(Collected data)
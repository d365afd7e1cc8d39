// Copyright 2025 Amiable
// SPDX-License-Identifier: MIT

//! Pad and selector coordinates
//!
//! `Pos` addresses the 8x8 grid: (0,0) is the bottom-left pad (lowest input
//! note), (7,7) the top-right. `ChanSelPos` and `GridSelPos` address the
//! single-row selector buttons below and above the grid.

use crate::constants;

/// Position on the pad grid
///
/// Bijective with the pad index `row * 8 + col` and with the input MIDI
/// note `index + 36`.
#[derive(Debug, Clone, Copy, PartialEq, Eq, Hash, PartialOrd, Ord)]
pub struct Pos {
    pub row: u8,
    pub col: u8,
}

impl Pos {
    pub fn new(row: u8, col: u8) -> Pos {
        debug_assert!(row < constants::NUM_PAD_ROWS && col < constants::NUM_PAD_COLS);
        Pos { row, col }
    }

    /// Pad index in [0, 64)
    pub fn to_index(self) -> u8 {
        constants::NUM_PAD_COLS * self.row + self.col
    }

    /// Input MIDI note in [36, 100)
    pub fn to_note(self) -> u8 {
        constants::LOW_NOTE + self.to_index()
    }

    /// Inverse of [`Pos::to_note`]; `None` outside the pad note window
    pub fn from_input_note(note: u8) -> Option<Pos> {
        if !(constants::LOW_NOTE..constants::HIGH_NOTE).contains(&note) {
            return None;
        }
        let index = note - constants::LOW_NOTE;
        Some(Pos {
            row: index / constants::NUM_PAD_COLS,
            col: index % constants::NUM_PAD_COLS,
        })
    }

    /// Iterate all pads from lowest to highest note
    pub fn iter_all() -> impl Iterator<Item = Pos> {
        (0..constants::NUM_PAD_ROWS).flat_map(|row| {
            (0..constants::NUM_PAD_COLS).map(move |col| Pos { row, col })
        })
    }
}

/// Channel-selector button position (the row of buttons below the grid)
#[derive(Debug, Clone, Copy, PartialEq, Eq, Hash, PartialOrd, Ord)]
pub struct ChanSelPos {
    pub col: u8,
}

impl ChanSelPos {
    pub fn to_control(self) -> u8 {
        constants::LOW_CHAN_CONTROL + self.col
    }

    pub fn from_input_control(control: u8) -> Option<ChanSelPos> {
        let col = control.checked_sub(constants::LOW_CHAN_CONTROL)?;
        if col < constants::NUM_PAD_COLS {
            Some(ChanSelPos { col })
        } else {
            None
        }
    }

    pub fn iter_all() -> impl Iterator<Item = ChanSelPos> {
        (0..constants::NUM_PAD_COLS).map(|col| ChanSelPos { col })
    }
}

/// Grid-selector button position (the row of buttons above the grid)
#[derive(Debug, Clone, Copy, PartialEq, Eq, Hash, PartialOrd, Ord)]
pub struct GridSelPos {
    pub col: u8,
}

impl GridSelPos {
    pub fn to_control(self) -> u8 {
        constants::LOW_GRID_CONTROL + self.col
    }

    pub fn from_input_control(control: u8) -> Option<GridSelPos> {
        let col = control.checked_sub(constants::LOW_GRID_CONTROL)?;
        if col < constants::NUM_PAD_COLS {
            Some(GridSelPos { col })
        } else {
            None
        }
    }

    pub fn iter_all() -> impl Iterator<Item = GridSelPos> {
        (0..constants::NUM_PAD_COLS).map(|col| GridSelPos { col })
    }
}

Exercise: The expected answer is every line in the data above that carries the string "self".

Response:
    pub fn to_index(self) -> u8 {
        constants::NUM_PAD_COLS * self.row + self.col
    pub fn to_note(self) -> u8 {
        constants::LOW_NOTE + self.to_index()
    pub fn to_control(self) -> u8 {
        constants::LOW_CHAN_CONTROL + self.col
    pub fn to_control(self) -> u8 {
        constants::LOW_GRID_CONTROL + self.col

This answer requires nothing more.